Problem: Your reply should consist of one number: how many lines below contain "CastleSide".

Provided records:
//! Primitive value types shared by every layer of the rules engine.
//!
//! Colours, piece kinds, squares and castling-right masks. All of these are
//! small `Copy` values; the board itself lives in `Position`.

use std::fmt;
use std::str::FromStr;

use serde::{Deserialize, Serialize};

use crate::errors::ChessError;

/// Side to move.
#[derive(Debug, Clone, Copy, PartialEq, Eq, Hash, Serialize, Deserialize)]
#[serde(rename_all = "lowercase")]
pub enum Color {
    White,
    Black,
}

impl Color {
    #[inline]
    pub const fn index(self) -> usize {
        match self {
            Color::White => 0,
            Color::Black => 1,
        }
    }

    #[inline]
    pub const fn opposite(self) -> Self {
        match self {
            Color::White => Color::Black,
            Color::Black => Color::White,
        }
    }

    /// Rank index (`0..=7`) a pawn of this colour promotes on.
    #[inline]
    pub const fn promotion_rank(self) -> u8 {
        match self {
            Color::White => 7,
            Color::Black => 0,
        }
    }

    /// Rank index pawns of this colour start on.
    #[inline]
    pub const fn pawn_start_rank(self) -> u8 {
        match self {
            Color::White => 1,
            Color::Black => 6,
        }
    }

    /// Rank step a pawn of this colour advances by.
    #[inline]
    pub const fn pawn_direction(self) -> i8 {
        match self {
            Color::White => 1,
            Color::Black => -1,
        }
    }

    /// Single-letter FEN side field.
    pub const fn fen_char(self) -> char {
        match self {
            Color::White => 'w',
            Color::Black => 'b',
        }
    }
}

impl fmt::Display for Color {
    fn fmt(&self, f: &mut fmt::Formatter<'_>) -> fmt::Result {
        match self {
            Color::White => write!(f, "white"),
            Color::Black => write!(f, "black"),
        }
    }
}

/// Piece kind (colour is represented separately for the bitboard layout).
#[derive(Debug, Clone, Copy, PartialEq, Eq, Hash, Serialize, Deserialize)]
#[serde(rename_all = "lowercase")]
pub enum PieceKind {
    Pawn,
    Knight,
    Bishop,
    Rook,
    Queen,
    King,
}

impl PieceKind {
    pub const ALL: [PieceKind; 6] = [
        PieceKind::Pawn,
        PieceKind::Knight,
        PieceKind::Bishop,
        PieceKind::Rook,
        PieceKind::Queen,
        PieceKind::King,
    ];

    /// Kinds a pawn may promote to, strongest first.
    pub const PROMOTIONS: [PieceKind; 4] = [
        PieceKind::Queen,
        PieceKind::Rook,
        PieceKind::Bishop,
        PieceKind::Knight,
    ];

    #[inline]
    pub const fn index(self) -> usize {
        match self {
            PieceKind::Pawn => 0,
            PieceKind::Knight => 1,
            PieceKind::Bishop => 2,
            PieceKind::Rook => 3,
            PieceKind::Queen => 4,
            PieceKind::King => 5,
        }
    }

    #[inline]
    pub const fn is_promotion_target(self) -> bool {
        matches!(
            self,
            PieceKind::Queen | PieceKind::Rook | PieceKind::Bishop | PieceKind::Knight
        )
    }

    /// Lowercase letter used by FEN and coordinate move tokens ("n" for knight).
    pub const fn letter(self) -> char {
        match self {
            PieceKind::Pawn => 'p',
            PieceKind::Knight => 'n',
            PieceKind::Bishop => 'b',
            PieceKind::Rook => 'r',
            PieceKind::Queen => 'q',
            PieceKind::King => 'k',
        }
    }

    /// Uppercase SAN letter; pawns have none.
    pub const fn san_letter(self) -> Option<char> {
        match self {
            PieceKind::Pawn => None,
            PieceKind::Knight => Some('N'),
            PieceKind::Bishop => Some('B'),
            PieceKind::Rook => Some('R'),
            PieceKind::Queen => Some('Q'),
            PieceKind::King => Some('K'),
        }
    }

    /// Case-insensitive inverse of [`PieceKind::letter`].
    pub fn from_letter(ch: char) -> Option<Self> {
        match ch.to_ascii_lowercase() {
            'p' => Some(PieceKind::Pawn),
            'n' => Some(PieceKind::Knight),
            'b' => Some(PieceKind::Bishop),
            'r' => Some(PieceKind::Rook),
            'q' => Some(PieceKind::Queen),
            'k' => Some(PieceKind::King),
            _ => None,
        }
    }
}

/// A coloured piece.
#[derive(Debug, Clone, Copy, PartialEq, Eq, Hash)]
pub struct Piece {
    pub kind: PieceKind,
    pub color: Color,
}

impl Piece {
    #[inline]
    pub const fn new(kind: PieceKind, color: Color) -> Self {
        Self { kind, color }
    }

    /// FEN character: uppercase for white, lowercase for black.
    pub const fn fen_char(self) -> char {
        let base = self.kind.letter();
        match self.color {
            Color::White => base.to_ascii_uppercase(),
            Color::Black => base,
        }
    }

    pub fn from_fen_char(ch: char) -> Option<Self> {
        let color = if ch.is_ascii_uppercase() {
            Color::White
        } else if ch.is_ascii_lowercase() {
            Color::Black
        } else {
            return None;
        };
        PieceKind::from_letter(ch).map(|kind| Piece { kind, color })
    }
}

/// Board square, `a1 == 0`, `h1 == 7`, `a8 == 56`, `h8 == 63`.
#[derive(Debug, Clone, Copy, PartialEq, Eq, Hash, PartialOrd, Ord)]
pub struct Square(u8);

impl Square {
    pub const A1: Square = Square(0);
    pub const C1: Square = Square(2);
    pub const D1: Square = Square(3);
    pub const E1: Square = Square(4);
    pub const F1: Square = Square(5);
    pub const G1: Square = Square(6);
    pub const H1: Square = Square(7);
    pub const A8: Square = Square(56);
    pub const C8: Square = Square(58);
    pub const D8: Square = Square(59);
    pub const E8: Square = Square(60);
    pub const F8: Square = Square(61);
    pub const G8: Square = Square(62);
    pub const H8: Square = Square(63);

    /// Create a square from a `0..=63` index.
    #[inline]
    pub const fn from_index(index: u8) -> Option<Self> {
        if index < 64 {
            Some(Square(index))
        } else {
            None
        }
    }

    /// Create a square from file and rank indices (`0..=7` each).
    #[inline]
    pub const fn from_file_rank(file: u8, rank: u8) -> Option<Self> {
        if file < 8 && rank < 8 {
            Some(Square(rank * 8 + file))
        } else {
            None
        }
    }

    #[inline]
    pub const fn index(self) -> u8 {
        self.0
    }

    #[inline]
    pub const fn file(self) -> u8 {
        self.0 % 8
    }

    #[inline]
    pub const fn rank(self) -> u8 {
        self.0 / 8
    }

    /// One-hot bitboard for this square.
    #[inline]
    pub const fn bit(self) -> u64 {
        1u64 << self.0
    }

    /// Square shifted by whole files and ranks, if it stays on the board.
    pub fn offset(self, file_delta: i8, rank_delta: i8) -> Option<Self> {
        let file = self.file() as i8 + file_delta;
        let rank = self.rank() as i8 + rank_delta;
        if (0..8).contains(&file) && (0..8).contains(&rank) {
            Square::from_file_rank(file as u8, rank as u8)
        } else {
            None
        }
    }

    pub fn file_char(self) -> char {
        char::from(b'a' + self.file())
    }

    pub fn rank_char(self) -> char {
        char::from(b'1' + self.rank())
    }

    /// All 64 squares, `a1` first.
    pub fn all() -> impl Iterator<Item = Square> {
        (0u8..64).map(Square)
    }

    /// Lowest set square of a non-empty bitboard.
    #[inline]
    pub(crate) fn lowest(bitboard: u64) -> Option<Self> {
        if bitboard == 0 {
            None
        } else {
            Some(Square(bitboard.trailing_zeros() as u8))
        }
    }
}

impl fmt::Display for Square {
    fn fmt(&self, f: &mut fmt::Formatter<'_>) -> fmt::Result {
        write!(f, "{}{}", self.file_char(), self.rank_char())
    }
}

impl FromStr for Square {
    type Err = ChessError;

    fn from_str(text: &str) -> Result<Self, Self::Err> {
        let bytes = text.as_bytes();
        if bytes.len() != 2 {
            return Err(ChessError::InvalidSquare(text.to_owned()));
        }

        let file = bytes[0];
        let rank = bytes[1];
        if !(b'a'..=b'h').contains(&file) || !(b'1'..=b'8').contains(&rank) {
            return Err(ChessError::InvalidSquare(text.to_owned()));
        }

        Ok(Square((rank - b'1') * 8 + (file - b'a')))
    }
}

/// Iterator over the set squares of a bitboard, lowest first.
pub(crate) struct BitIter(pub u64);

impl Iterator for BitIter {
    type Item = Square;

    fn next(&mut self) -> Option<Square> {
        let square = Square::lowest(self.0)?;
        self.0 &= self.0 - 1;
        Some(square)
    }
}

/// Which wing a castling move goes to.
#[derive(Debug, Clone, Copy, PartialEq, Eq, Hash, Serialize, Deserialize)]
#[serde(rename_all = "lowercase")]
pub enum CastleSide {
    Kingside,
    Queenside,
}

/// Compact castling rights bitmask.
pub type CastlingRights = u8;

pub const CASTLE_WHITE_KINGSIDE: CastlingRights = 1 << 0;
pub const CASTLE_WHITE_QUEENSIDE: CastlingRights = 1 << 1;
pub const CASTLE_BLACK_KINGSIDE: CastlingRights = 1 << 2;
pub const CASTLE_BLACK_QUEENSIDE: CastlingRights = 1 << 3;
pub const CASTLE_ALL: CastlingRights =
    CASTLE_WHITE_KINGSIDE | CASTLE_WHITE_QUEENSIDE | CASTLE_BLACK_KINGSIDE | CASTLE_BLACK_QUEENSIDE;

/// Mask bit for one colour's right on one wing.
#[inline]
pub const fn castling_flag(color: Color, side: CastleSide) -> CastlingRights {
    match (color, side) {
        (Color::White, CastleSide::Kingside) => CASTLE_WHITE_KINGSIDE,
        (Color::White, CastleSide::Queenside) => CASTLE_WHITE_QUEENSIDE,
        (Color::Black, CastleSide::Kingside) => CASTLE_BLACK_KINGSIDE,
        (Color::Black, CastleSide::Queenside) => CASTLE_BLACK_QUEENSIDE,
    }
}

Solution for this problem: 6